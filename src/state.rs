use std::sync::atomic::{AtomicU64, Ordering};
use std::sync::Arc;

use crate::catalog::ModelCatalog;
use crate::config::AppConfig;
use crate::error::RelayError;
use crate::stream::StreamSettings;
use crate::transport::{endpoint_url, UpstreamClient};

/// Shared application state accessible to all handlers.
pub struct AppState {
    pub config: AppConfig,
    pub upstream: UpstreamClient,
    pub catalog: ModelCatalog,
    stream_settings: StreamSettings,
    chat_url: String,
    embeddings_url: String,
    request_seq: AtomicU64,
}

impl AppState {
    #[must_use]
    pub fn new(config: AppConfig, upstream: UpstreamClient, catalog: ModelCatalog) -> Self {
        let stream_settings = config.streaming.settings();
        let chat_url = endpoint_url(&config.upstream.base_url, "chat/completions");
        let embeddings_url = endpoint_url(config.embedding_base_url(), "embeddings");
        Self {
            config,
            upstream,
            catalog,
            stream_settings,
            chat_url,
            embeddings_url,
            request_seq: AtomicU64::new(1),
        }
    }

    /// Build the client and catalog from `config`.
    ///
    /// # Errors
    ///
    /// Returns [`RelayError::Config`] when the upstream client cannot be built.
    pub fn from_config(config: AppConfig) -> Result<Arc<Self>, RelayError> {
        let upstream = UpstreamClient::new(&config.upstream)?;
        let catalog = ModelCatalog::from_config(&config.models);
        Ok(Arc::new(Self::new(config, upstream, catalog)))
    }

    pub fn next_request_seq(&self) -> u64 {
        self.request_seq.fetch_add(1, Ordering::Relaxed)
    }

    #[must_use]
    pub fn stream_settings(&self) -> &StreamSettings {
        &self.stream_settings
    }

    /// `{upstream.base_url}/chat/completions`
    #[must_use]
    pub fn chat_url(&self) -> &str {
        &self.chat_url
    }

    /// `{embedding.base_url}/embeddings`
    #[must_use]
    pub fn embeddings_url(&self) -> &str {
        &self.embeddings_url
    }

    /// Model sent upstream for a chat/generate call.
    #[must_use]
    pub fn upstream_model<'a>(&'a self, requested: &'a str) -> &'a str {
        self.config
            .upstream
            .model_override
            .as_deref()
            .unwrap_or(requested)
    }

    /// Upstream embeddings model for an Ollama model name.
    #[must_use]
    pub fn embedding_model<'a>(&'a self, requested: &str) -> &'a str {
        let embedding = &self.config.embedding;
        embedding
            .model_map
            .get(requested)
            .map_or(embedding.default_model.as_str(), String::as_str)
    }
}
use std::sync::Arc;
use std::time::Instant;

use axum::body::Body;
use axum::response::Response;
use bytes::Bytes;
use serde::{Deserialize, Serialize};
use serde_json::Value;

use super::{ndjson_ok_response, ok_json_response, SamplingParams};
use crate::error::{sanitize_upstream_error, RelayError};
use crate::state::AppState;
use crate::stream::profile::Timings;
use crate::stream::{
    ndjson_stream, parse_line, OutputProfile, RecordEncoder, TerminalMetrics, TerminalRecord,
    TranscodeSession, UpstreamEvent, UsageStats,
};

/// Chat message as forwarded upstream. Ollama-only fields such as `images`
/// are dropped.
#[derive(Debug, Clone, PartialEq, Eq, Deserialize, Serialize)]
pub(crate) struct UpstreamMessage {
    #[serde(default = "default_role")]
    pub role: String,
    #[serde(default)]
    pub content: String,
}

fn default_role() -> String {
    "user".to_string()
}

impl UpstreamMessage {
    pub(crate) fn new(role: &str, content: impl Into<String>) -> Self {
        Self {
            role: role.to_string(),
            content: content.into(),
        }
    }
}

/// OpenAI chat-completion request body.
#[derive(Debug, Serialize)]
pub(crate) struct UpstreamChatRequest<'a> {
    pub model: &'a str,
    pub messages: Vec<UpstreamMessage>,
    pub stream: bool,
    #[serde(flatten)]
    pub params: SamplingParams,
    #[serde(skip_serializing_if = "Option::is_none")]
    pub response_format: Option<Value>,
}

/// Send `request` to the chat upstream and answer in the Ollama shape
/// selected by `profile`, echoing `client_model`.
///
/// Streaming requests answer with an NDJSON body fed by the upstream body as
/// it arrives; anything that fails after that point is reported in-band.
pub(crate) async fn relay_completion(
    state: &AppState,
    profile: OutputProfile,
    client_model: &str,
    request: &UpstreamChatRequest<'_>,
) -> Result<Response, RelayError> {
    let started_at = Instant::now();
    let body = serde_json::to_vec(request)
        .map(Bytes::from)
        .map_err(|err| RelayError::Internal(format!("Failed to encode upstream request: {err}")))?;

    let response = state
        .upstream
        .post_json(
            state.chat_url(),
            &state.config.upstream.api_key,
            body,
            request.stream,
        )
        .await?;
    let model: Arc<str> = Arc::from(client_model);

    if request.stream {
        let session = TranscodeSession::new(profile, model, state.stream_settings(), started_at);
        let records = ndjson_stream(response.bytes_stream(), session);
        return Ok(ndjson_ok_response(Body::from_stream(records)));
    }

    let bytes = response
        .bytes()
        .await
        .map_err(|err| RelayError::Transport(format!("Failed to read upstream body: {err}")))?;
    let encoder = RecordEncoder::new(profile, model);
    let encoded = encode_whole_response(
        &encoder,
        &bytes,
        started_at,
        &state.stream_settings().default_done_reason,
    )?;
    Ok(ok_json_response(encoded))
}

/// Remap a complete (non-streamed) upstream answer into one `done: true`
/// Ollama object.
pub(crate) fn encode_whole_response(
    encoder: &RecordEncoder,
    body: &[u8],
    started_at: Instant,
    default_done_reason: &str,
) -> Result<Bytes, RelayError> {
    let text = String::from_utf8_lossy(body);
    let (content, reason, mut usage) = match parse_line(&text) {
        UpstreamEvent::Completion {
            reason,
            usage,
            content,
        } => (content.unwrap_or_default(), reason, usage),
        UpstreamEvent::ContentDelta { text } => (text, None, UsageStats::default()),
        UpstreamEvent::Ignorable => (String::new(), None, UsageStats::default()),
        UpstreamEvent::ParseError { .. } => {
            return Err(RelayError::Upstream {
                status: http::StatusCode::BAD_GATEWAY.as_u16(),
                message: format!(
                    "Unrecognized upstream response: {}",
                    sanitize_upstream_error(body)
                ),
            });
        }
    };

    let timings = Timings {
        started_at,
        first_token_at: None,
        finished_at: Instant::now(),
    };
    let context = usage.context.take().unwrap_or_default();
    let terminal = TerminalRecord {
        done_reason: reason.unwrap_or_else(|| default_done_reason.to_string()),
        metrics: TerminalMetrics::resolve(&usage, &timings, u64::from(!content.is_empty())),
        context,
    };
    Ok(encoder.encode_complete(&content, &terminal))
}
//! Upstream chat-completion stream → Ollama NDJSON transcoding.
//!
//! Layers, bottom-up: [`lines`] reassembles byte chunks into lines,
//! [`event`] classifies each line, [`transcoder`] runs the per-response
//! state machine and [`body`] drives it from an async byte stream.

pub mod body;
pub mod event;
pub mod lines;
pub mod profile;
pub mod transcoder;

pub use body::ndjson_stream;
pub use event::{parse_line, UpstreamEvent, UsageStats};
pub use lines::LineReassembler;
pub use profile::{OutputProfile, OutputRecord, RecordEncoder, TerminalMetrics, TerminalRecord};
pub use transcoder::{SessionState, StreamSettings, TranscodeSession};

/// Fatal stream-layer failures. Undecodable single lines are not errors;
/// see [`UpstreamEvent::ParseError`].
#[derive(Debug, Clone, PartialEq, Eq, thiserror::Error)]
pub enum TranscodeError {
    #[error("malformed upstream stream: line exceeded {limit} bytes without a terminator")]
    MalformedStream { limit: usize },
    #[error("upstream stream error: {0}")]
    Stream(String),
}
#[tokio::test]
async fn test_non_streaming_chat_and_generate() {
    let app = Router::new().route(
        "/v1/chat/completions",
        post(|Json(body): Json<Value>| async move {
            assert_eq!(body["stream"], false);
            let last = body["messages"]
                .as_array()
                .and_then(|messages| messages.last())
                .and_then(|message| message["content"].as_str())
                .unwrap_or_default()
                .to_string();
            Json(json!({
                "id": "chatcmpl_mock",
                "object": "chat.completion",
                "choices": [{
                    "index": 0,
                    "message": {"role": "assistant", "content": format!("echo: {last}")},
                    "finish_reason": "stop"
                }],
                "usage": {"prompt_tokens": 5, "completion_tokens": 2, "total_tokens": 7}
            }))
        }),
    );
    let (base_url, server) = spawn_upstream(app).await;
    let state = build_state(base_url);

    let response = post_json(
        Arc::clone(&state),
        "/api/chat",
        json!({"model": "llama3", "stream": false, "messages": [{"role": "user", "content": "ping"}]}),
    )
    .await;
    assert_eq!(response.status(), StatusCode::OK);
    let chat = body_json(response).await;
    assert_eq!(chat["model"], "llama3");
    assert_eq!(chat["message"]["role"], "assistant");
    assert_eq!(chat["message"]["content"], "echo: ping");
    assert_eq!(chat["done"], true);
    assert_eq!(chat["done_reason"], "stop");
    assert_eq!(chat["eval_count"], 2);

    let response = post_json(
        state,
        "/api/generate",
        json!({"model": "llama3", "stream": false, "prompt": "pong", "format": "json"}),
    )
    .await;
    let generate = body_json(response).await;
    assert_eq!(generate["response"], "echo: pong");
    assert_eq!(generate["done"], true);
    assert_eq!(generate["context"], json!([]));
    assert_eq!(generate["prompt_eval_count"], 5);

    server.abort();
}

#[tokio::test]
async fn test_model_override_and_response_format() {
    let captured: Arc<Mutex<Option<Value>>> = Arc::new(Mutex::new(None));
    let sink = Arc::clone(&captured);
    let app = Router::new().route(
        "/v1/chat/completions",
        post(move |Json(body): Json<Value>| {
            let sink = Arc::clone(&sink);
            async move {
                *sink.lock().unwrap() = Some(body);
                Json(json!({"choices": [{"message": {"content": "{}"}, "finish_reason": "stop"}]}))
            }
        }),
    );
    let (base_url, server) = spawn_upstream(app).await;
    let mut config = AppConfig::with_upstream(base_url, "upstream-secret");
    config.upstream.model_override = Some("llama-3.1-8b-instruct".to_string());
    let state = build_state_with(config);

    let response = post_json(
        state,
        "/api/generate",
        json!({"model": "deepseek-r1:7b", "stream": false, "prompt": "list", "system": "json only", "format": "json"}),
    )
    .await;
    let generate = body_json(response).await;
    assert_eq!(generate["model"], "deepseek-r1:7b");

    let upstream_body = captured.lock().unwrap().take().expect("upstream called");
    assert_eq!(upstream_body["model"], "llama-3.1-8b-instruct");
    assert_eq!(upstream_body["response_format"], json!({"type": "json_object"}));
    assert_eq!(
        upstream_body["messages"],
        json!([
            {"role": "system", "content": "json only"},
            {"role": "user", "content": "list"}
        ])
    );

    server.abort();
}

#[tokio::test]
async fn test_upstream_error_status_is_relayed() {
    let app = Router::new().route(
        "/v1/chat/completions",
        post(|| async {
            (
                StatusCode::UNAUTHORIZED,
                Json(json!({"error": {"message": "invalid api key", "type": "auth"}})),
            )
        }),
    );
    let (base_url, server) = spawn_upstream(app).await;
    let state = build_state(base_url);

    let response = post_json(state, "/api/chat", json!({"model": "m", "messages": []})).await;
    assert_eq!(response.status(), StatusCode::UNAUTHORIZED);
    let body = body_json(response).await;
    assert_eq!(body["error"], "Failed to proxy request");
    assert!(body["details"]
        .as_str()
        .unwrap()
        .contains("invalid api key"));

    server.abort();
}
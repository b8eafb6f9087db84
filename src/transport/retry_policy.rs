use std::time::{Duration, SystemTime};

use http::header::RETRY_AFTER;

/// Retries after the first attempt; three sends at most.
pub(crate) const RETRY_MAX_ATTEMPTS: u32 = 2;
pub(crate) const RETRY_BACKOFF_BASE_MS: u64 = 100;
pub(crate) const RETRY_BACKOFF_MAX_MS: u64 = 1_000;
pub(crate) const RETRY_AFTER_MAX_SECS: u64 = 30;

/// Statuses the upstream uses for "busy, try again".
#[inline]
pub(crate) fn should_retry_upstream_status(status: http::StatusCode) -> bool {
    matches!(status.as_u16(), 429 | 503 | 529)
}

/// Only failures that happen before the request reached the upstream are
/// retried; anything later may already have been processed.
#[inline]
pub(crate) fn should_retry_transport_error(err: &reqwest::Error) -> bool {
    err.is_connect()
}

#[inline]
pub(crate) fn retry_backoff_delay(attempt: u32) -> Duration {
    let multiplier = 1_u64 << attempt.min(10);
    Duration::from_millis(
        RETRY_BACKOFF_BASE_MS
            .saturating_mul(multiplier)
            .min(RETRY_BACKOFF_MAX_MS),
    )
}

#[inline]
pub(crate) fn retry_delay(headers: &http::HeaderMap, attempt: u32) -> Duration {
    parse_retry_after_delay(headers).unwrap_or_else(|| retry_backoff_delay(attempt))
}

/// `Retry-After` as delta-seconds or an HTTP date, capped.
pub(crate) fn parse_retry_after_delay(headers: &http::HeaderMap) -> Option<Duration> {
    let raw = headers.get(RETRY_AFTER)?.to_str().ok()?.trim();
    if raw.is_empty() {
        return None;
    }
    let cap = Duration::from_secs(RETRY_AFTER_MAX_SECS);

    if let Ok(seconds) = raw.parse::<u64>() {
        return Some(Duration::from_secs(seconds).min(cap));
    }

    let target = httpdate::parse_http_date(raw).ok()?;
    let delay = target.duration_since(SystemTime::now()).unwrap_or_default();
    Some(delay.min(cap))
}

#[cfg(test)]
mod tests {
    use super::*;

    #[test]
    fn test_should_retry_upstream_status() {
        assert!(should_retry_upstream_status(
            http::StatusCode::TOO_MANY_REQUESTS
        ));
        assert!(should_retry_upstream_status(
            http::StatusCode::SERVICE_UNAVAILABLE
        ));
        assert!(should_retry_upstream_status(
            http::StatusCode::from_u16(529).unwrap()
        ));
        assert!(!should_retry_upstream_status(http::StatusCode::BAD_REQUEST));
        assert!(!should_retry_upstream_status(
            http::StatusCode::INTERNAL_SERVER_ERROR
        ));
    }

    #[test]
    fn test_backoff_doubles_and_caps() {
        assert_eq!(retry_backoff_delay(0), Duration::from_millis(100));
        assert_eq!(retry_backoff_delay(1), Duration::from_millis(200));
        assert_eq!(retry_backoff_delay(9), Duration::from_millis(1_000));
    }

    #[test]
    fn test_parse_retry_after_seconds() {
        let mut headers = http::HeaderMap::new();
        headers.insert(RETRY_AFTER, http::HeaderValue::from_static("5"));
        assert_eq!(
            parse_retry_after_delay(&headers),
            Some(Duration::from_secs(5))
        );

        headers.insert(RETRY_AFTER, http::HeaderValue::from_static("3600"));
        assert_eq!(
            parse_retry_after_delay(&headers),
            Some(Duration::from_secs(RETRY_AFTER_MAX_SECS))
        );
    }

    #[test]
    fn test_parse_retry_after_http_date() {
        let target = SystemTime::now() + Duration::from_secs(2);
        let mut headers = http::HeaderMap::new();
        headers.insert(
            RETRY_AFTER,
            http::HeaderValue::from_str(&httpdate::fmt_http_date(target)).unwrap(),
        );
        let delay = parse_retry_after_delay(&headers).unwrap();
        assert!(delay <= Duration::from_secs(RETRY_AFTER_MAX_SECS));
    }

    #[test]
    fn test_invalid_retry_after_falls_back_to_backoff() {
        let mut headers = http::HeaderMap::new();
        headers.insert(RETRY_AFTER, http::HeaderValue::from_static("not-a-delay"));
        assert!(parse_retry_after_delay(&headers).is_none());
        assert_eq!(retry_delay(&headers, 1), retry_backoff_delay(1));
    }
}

*Exercise directions*. Reply with one number only: how many lines of the listing hold "Ollama"?

*Completed exercise*. 5